Often, a person in authority is doing the harassment, but it may also come from peers, co-workers, etc. Women are more vulnerable to it because they often hold lower-paying, lower-status jobs and are more likely to be sole providers to children. Even people in authority can be victims of sexual harassment

What is sexual harassment?

Under the Ontario Human Rights Code, sexual harassment is “engaging in a course of vexatious comment or conduct that is known or ought to be known to be unwelcome.” In some cases, one incident can be serious enough to be sexual harassment. Sexual harassment can include:

  • asking for sex in exchange for something, like offering to improve a test score, offering a raise or promotion at work, or withholding something like needed repairs to your apartment
  • asking for dates and not taking “no” for an answer
  • demanding hugs
  • making unnecessary physical contact, including unwanted touching
  • using rude or insulting language or making comments that stereotype girls, women, boys or men
  • calling people unkind names that relate to their sex or gender
  • making comments about a person’s physical appearance (for example, whether or not they are attractive)
  • saying or doing something because you think a person does not fit sex-role stereotypes
  • posting or sharing pornography, sexual pictures, cartoons, graffiti or other sexual images (including online)
  • making sexual jokes
  • bragging about sexual ability
  • bullying based on sex or gender
  • spreading sexual rumours or gossip (including online).
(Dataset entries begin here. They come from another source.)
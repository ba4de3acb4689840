//! Wire-level seam between the dispatcher and the HTTP stack.
//!
//! The dispatcher never talks to `reqwest` directly; it hands a fully
//! resolved [`TransportRequest`] to a [`Transport`] implementation. Tests run
//! against an in-memory fake, production against [`HttpTransport`].

use std::time::Duration;

use async_trait::async_trait;
use reqwest::{Client, Method, StatusCode};
use serde_json::Value;
use thiserror::Error;

/// A fully-resolved outgoing call.
#[derive(Debug, Clone)]
pub struct TransportRequest {
    pub method: Method,
    pub url: String,
    pub query: Vec<(String, String)>,
    /// Bearer token for the `Authorization` header, when a live one exists.
    pub bearer: Option<String>,
    pub body: Option<Value>,
}

impl TransportRequest {
    pub fn new(method: Method, url: impl Into<String>) -> Self {
        Self {
            method,
            url: url.into(),
            query: Vec::new(),
            bearer: None,
            body: None,
        }
    }

    pub fn with_query(mut self, query: Vec<(String, String)>) -> Self {
        self.query = query;
        self
    }

    pub fn with_bearer(mut self, bearer: Option<String>) -> Self {
        self.bearer = bearer;
        self
    }

    pub fn with_body(mut self, body: Value) -> Self {
        self.body = Some(body);
        self
    }
}

/// What came back, reduced to what the dispatcher needs. Empty and non-JSON
/// bodies are `None`; the dispatcher treats them as null payloads.
#[derive(Debug, Clone)]
pub struct TransportResponse {
    pub status: StatusCode,
    pub body: Option<Value>,
}

/// No response was received: connect failure, timeout, broken stream.
#[derive(Debug, Error)]
#[error("{message}")]
pub struct TransportError {
    pub message: String,
}

impl From<reqwest::Error> for TransportError {
    fn from(err: reqwest::Error) -> Self {
        Self {
            message: err.to_string(),
        }
    }
}

#[async_trait]
pub trait Transport: Send + Sync + std::fmt::Debug {
    async fn execute(&self, request: TransportRequest)
    -> Result<TransportResponse, TransportError>;
}

/// `reqwest`-backed transport. Timeouts are enforced here, not by the
/// dispatcher.
#[derive(Debug, Clone)]
pub struct HttpTransport {
    client: Client,
}

impl HttpTransport {
    pub fn new(timeout: Duration, user_agent: &str) -> Result<Self, TransportError> {
        let client = Client::builder()
            .timeout(timeout)
            .user_agent(user_agent)
            .build()?;
        Ok(Self { client })
    }
}

#[async_trait]
impl Transport for HttpTransport {
    async fn execute(
        &self,
        request: TransportRequest,
    ) -> Result<TransportResponse, TransportError> {
        let mut builder = self.client.request(request.method, &request.url);

        if !request.query.is_empty() {
            builder = builder.query(&request.query);
        }
        if let Some(token) = &request.bearer {
            builder = builder.bearer_auth(token);
        }
        if let Some(body) = &request.body {
            builder = builder.json(body);
        }

        let response = builder.send().await?;
        let status = response.status();
        let body = response.json::<Value>().await.ok();

        Ok(TransportResponse { status, body })
    }
}
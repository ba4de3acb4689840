pub mod credentials;
pub(crate) mod refresh;

pub use credentials::{
    CredentialStore, CredentialStoreError, FileCredentialStore, MemoryCredentialStore, TokenPair,
};
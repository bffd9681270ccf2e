//! Parsed formula facade

use crate::ast::FormulaExpr;
use crate::error::{FormulaError, FormulaResult};
use crate::evaluator::{evaluate, FormulaValue};
use crate::parser::parse_formula;
use std::fmt;
use std::str::FromStr;

/// A parsed arithmetic formula
///
/// Created once from text and immutable afterwards. Parse failures are reported by
/// [`Formula::parse`]; evaluation never fails, it yields `#ARITHM!` instead.
///
/// # Example
/// ```rust
/// use cellcalc_formula::{Formula, FormulaValue};
/// use cellcalc_core::CellError;
///
/// let formula = Formula::parse("(1*2)+(3)").unwrap();
/// assert_eq!(formula.expression(), "1*2+3");
/// assert_eq!(formula.evaluate(), FormulaValue::Number(5.0));
///
/// let formula = Formula::parse("1/0").unwrap();
/// assert_eq!(formula.evaluate(), FormulaValue::Error(CellError::Arithm));
/// ```
#[derive(Debug, Clone, PartialEq)]
pub struct Formula {
    ast: FormulaExpr,
}

impl Formula {
    /// Parse formula text without the leading `=`
    pub fn parse(expression: &str) -> FormulaResult<Self> {
        parse_formula(expression).map(Self::from_ast)
    }

    /// Wrap an already built tree
    pub fn from_ast(ast: FormulaExpr) -> Self {
        Self { ast }
    }

    /// Evaluate to a number, or `#ARITHM!` on division by zero or overflow
    pub fn evaluate(&self) -> FormulaValue {
        evaluate(&self.ast).into()
    }

    /// Canonical text of the formula, without the leading `=`
    ///
    /// Redundant parentheses are dropped and literals are re-rendered, so `(1.50)`
    /// comes back as `1.5`.
    pub fn expression(&self) -> String {
        self.ast.to_canonical_string()
    }

    /// Fully parenthesized prefix dump, for diagnostics
    pub fn debug_string(&self) -> String {
        self.ast.to_debug_string()
    }

    pub fn ast(&self) -> &FormulaExpr {
        &self.ast
    }
}

impl FromStr for Formula {
    type Err = FormulaError;

    fn from_str(s: &str) -> FormulaResult<Self> {
        Self::parse(s)
    }
}

impl fmt::Display for Formula {
    fn fmt(&self, f: &mut fmt::Formatter<'_>) -> fmt::Result {
        self.ast.write_canonical(f)
    }
}
//! Cell-related types and utilities
//!
//! This module contains:
//! - [`Position`] - A cell's location (e.g., "A1") and its A1 codec
//! - [`Size`] - The printable area of a sheet
//! - [`CellValue`] - The value read from a cell

mod position;
mod value;

pub use position::{Position, Size};
pub use value::{CellError, CellValue};
//! Cell position and printable size types

use crate::error::{Error, Result};
use crate::{MAX_COLS, MAX_POS_LETTER_COUNT, MAX_ROWS};
use std::fmt;
use std::str::FromStr;

const LETTERS: i32 = 26;

/// A cell position (e.g., "A1", "J10")
///
/// Rows and columns are 0-based internally. In A1 notation the column is written as
/// bijective base-26 letters (A..Z, AA..ZZ, AAA..) and the row as a 1-based decimal number.
///
/// Ordering is lexicographic on `(row, col)`.
#[derive(Debug, Clone, Copy, PartialEq, Eq, PartialOrd, Ord, Hash)]
#[cfg_attr(feature = "serde", derive(serde::Serialize, serde::Deserialize))]
pub struct Position {
    /// Row index (0-based internally, 1-based in display)
    pub row: i32,
    /// Column index (0-based, A=0, B=1, ..., AAA=702)
    pub col: i32,
}

impl Position {
    /// Sentinel for "no position"
    pub const NONE: Position = Position { row: -1, col: -1 };

    /// Create a new position
    pub const fn new(row: i32, col: i32) -> Self {
        Self { row, col }
    }

    /// Check that the position lies inside the sheet limits
    pub fn is_valid(&self) -> bool {
        self.row >= 0 && self.col >= 0 && self.row < MAX_ROWS && self.col < MAX_COLS
    }

    /// Parse a position from A1-style notation, returning [`Position::NONE`] on failure
    ///
    /// # Examples
    /// ```
    /// use cellcalc_core::Position;
    ///
    /// assert_eq!(Position::from_a1("B12"), Position::new(11, 1));
    /// assert_eq!(Position::from_a1("B"), Position::NONE);
    /// assert_eq!(Position::from_a1("b12"), Position::NONE);
    /// ```
    pub fn from_a1(s: &str) -> Self {
        Self::parse(s).unwrap_or(Self::NONE)
    }

    /// Parse a position from A1-style notation
    ///
    /// Only uppercase letters are accepted, at most three of them, followed by a
    /// decimal row number with nothing after it. The result is not checked against
    /// [`MAX_ROWS`]/[`MAX_COLS`]; use [`Position::is_valid`] for that.
    pub fn parse(s: &str) -> Result<Self> {
        let split = s
            .bytes()
            .position(|b| !b.is_ascii_uppercase())
            .unwrap_or(s.len());
        let (letters, digits) = s.split_at(split);

        if letters.is_empty() {
            return Err(Error::InvalidAddress(format!(
                "no column letters in '{}'",
                s
            )));
        }
        if digits.is_empty() {
            return Err(Error::InvalidAddress(format!("no row number in '{}'", s)));
        }
        if letters.len() > MAX_POS_LETTER_COUNT {
            return Err(Error::InvalidAddress(format!(
                "more than {} column letters in '{}'",
                MAX_POS_LETTER_COUNT, s
            )));
        }
        if !digits.as_bytes()[0].is_ascii_digit() {
            return Err(Error::InvalidAddress(format!(
                "row number must start with a digit in '{}'",
                s
            )));
        }

        let row: i32 = digits
            .parse()
            .map_err(|_| Error::InvalidAddress(format!("invalid row number in '{}'", s)))?;

        if row == 0 {
            return Err(Error::InvalidAddress(format!(
                "row number must be >= 1 in '{}'",
                s
            )));
        }

        Ok(Self {
            row: row - 1,
            col: Self::letters_to_column(letters),
        })
    }

    /// Convert column index to letters (0 = A, 25 = Z, 26 = AA, etc.)
    ///
    /// Negative columns produce an empty string.
    pub fn column_to_letters(col: i32) -> String {
        let mut result = String::new();
        let mut c = col;

        while c >= 0 {
            let letter = (b'A' + (c % LETTERS) as u8) as char;
            result.insert(0, letter);
            c = c / LETTERS - 1;
        }

        result
    }

    // Callers guarantee 1..=MAX_POS_LETTER_COUNT uppercase ASCII letters.
    fn letters_to_column(letters: &str) -> i32 {
        let col = letters
            .bytes()
            .fold(0, |acc, b| acc * LETTERS + i32::from(b - b'A') + 1);
        col - 1
    }

    /// Format as A1-style string
    ///
    /// Invalid positions (including [`Position::NONE`]) format as an empty string.
    pub fn to_a1_string(&self) -> String {
        if !self.is_valid() {
            return String::new();
        }

        let mut result = Self::column_to_letters(self.col);
        result.push_str(&(self.row + 1).to_string());
        result
    }
}

impl fmt::Display for Position {
    fn fmt(&self, f: &mut fmt::Formatter<'_>) -> fmt::Result {
        write!(f, "{}", self.to_a1_string())
    }
}

impl FromStr for Position {
    type Err = Error;

    fn from_str(s: &str) -> Result<Self> {
        Self::parse(s)
    }
}

/// Printable area of a sheet, counted from `A1`
#[derive(Debug, Clone, Copy, PartialEq, Eq, Default, Hash)]
#[cfg_attr(feature = "serde", derive(serde::Serialize, serde::Deserialize))]
pub struct Size {
    pub rows: i32,
    pub cols: i32,
}

impl Size {
    pub const fn new(rows: i32, cols: i32) -> Self {
        Self { rows, cols }
    }

    /// Grow to also contain `pos`
    pub fn extend_to(&mut self, pos: Position) {
        self.rows = self.rows.max(pos.row + 1);
        self.cols = self.cols.max(pos.col + 1);
    }

    /// Whether `pos` sits on the last row or the last column of this size
    pub fn is_on_boundary(&self, pos: Position) -> bool {
        pos.row + 1 == self.rows || pos.col + 1 == self.cols
    }

    pub fn is_empty(&self) -> bool {
        self.rows == 0 || self.cols == 0
    }
}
Sexual harassment does not have to be sexual. It can also mean that someone is bothering you because they think that you don’t act, look or dress in the way that a man (or boy) or woman (or girl) should.

People may also harass you because you are LGBT (lesbian, gay, bisexual, transgender).

Know your rights

The Ontario Human Rights Code says every person has the right to be free from discrimination based on sex – and this includes sexual harassment. The Code applies to five “social" areas:

  • services, goods and facilities (including education)
  • housing
  • contracts
  • employment
  • membership in vocational associations such as trade unions.
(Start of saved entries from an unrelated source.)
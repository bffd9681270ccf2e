//! # cellcalc-core
//!
//! Core data structures for the cellcalc spreadsheet library.
//!
//! This crate provides the fundamental types used throughout cellcalc:
//! - [`Position`] and [`Size`] - Cell addressing and the A1 codec
//! - [`CellValue`] and [`CellError`] - Values read from cells
//!
//! ## Example
//!
//! ```rust
//! use cellcalc_core::Position;
//!
//! let pos = Position::from_a1("J10");
//! assert_eq!((pos.row, pos.col), (9, 9));
//! assert_eq!(pos.to_string(), "J10");
//! ```

pub mod cell;
pub mod error;

// Re-exports for convenience
pub use cell::{CellError, CellValue, Position, Size};
pub use error::{Error, Result};

/// Maximum number of rows in a sheet
pub const MAX_ROWS: i32 = 16_384;

/// Maximum number of columns in a sheet
pub const MAX_COLS: i32 = 16_384;

/// Maximum number of column letters in an A1 address (26^3 columns)
pub const MAX_POS_LETTER_COUNT: usize = 3;
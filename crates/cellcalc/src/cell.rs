//! Sheet cells

use cellcalc_core::{CellValue, Error, Result};
use cellcalc_formula::Formula;

/// Marks formula input
const FORMULA_SIGN: char = '=';
/// Marks literal text that would otherwise start with `=`
const ESCAPE_SIGN: char = '\'';

/// Content of a single cell
///
/// Values are computed on every read; nothing is cached.
#[derive(Debug, Clone, Default, PartialEq)]
pub enum Cell {
    #[default]
    Empty,

    /// Literal text. `value` drops a leading apostrophe, `text` keeps it.
    Text { text: String, value: String },

    Formula(Formula),
}

impl Cell {
    /// Build a cell from user input
    pub fn from_text(text: &str) -> Result<Self> {
        let mut cell = Cell::Empty;
        cell.set(text)?;
        Ok(cell)
    }

    /// Replace the content from user input
    ///
    /// `=expr` (with a non-empty `expr`) becomes a formula, `'text` is stored escaped,
    /// and anything else is stored verbatim. On a formula parse error the cell is left
    /// unchanged.
    pub fn set(&mut self, text: &str) -> Result<()> {
        *self = match text.strip_prefix(FORMULA_SIGN) {
            Some(expression) if !expression.is_empty() => {
                let formula = Formula::parse(expression)
                    .map_err(|e| Error::FormulaParse(e.to_string()))?;
                Cell::Formula(formula)
            }
            _ if text.is_empty() => Cell::Empty,
            _ => {
                let value = text.strip_prefix(ESCAPE_SIGN).unwrap_or(text);
                Cell::Text {
                    text: text.to_string(),
                    value: value.to_string(),
                }
            }
        };
        Ok(())
    }

    /// Evaluated value: formula result, or the unescaped text
    pub fn value(&self) -> CellValue {
        match self {
            Cell::Empty => CellValue::default(),
            Cell::Text { value, .. } => CellValue::Text(value.clone()),
            Cell::Formula(formula) => formula.evaluate().into(),
        }
    }

    /// Display text: `=` plus the canonical expression for formulas, the input otherwise
    pub fn text(&self) -> String {
        match self {
            Cell::Empty => String::new(),
            Cell::Text { text, .. } => text.clone(),
            Cell::Formula(formula) => format!("{}{}", FORMULA_SIGN, formula),
        }
    }

    pub fn clear(&mut self) {
        *self = Cell::Empty;
    }

    pub fn is_empty(&self) -> bool {
        matches!(self, Cell::Empty)
    }

    pub fn is_formula(&self) -> bool {
        matches!(self, Cell::Formula(_))
    }

    pub fn formula(&self) -> Option<&Formula> {
        match self {
            Cell::Formula(formula) => Some(formula),
            _ => None,
        }
    }
}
Sometimes when a person speaks up about sexual harassment they can experience “reprisal” or punishment. The Code prohibits reprisal, which includes such things as being hostile to someone, excessive scrutiny (for example, at work), excluding someone socially or other negative behaviour because someone has rejected a sexual advance or other proposition (such as a request for a date).

Example: A tribunal found that a landlord engaged in sexual harassment, sexual solicitation and reprisal when he evicted a young single mother for rejecting his sexual advances.

You do not have to object to the harassment when it happens for there to be a violation, or for you to claim your rights under the Code. You may be in a vulnerable situation and afraid to speak out. Some people might go along with the harassment because they worry about what will happen if they object. But in these cases, it is still sexual harassment and it is still against the law.

Example: A property manager and property management company were found liable for the sexual harassment of a young female tenant due to the manager’s inappropriate behaviour toward her. As well as making unwanted sexual comments, he tried to impose a friendly relationship on her, and his “open door” policy included leaving his door open into a common hallway while he was having sex.

Sexual harassment can also be more subtle:

Example: A tribunal said that an employer sexually harassed an employee when he repeatedly talked about her physical appearance, saying things like “Oh, don’t you look pretty today; you shouldn’t wear that dress, it doesn’t do much for you; Those nylons don’t go with that skirt…”

Sexual advances or comments can come from people in authority:

Example: The Ontario College of Teachers withdrew a 29-year-old teacher’s license because he sexually harassed a female student through e-mail. The teacher used a false name and sent messages to the student that included information about what she had been wearing that day, what route she took to school, and sexual suggestions.

Example: A supervising police sergeant makes sexual advances towards a younger female constable. When she does not return the interest, he over-scrutinizes her work, accuses her of incompetence, and addresses her as “Mrs.” instead of “Police Constable” or “PC” in front of colleagues.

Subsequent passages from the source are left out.